#### [TASK DESCRIPTION]
Filter the listing so that only lines with the word "temperature" remain.

#### [SUPPLIED ENTRIES]
--- START ---

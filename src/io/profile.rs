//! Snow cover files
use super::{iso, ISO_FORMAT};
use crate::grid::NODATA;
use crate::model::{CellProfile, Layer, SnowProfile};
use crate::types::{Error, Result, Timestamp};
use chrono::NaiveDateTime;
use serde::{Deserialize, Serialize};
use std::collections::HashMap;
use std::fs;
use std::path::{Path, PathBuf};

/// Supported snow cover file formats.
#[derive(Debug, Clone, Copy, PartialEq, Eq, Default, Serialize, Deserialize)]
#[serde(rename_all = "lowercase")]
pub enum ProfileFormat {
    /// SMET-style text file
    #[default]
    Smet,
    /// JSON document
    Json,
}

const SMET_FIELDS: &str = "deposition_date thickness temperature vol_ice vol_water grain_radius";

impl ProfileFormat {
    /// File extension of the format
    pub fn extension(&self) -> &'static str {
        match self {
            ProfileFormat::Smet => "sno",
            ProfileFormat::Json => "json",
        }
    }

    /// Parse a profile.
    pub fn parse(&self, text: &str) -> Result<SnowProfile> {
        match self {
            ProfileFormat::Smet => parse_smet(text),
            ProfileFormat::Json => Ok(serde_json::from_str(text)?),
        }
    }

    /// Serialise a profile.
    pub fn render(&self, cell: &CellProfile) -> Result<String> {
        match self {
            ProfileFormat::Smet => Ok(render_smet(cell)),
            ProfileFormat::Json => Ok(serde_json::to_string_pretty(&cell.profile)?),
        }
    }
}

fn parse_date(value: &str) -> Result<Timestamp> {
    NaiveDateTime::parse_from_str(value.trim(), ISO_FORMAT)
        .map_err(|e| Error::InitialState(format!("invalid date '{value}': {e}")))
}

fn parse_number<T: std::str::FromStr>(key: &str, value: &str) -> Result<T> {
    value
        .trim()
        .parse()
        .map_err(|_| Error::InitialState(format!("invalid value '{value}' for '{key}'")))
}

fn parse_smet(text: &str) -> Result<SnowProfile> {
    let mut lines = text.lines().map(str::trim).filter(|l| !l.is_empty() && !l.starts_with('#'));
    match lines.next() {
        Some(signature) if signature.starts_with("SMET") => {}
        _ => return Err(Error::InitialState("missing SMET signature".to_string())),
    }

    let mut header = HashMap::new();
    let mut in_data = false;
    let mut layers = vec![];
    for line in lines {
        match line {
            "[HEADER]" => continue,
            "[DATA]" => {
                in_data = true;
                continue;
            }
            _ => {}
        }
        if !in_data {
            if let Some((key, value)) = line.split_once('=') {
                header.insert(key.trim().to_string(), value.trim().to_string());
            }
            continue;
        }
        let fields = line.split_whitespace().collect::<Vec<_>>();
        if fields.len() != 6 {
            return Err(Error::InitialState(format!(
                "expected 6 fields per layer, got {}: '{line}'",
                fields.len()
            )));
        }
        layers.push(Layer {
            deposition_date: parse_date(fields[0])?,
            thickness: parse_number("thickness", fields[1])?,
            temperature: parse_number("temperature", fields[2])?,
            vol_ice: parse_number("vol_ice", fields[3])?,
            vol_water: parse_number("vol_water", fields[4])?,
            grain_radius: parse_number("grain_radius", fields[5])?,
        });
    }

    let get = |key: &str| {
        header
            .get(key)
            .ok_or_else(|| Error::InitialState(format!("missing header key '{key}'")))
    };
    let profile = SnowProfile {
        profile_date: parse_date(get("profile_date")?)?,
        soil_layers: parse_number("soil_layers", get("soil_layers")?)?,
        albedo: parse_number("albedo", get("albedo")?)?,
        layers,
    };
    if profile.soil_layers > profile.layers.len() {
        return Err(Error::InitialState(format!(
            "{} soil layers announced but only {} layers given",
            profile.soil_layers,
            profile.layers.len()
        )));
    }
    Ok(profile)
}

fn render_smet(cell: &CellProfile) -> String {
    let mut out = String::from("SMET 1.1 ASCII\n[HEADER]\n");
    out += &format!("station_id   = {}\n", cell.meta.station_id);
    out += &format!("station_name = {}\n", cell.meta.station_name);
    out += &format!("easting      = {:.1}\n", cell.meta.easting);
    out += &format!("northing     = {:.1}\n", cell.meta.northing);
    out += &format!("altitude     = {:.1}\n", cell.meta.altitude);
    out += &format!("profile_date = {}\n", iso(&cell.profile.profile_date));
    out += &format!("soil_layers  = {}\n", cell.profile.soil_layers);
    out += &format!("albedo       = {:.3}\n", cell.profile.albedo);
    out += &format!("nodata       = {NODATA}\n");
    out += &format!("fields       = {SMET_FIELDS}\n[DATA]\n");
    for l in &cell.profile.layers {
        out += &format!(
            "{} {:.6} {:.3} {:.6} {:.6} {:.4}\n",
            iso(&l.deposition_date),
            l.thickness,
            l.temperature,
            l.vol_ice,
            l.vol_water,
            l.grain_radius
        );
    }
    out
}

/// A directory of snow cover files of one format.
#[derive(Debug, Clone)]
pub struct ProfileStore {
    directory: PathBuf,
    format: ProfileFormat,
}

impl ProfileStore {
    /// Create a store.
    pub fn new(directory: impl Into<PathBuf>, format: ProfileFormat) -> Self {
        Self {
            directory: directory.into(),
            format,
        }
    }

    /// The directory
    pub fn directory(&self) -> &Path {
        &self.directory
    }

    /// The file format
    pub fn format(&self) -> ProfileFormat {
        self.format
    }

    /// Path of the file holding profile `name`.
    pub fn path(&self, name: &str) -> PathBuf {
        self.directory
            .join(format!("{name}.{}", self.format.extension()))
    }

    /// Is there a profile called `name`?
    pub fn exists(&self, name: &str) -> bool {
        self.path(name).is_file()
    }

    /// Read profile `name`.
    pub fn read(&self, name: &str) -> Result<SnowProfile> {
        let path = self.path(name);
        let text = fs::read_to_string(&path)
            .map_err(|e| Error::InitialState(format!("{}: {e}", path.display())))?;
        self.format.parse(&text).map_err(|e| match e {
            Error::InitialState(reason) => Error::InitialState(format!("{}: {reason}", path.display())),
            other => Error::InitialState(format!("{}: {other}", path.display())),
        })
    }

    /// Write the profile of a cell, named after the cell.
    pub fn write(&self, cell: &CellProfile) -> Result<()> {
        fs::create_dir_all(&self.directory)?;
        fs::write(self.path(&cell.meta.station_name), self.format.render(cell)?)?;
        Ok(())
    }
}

--- END ---

#### [COMPLETED EXERCISE]
const SMET_FIELDS: &str = "deposition_date thickness temperature vol_ice vol_water grain_radius";
            temperature: parse_number("temperature", fields[2])?,
            l.temperature,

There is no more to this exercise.